- **Exercise aim**: Find the word "Duration" in the data. Return every line where it appears.
____ Input data
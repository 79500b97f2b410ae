//! 目前最佳解追蹤
//!
//! 求解器依序回報的改善解被視為一個序列，追蹤器是其上的 fold：
//! 只保留目標值嚴格最小的解，並在接受時轉成結果列與摘要。

use plate_core::{OptimizeResponse, OptimizedPlan, PlateError, PlateIndex, ResultRow, Result, Tag};
use plate_solver::MipSolution;
use std::time::Duration;

use crate::{model_builder::PlateModel, summary};

/// 已接受的最佳解
#[derive(Debug, Clone, PartialEq)]
pub struct Incumbent {
    /// 目標值（總張數）
    pub objective: i64,
    pub plan: OptimizedPlan,
    /// 自求解開始經過的時間
    pub found_after: Duration,
}

/// 最佳解追蹤器
#[derive(Debug, Clone)]
pub struct IncumbentTracker<'a> {
    tags: &'a [Tag],
    model: &'a PlateModel,
    ups_per_plate: u32,
    plate_count: u32,
    total_items: u64,
    observed: usize,
    trace: Vec<i64>,
    best: Option<Incumbent>,
}

impl<'a> IncumbentTracker<'a> {
    pub fn new(tags: &'a [Tag], model: &'a PlateModel, ups_per_plate: u32, plate_count: u32) -> Self {
        Self {
            tags,
            model,
            ups_per_plate,
            plate_count,
            total_items: tags.iter().map(|t| t.qty).sum(),
            observed: 0,
            trace: Vec::new(),
            best: None,
        }
    }

    /// 觀察一個解；目標值嚴格改善時取代目前最佳，相同目標值保留先到者
    pub fn observe(mut self, solution: &MipSolution) -> Self {
        self.observed += 1;

        let assignment = self.model.decode(solution);
        let objective = assignment.total_sheets();
        if self.best_objective().is_some_and(|best| objective >= best) {
            return self;
        }

        let mut rows = Vec::with_capacity(self.tags.len());
        for j in 0..self.plate_count as usize {
            let plate = PlateIndex::new(j);
            let sheets = assignment.sheets[j];
            for i in assignment.tags_on(plate) {
                rows.push(ResultRow::from_assignment(
                    &self.tags[i],
                    plate,
                    assignment.ups[i],
                    sheets,
                ));
            }
        }

        let summary = summary::summarize(
            &rows,
            objective,
            self.total_items,
            self.plate_count,
            self.ups_per_plate,
        );

        tracing::info!(
            "新的最佳解 #{}：總張數 {}，浪費 {}%，超產 {}，生產 {}",
            self.observed,
            summary.total_sheets,
            summary.waste_percentage,
            summary.total_excess,
            summary.total_produced
        );

        self.trace.push(objective);
        self.best = Some(Incumbent {
            objective,
            plan: OptimizedPlan {
                results: rows,
                summary,
            },
            found_after: solution.wall_time,
        });
        self
    }

    pub fn best(&self) -> Option<&Incumbent> {
        self.best.as_ref()
    }

    pub fn best_objective(&self) -> Option<i64> {
        self.best.as_ref().map(|b| b.objective)
    }

    /// 觀察過的解數量
    pub fn observed(&self) -> usize {
        self.observed
    }

    /// 依序接受的目標值（嚴格遞減）
    pub fn trace(&self) -> &[i64] {
        &self.trace
    }

    pub fn total_items(&self) -> u64 {
        self.total_items
    }

    /// 取出最佳方案；從未觀察到解時回傳 `NoSolution`
    pub fn into_plan(self) -> Result<OptimizedPlan> {
        self.best.map(|b| b.plan).ok_or(PlateError::NoSolution)
    }

    pub fn into_response(self) -> OptimizeResponse {
        OptimizeResponse::from_result(self.into_plan())
    }
}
________
- **Exercise response**:
use std::time::Duration;
    pub found_after: Duration,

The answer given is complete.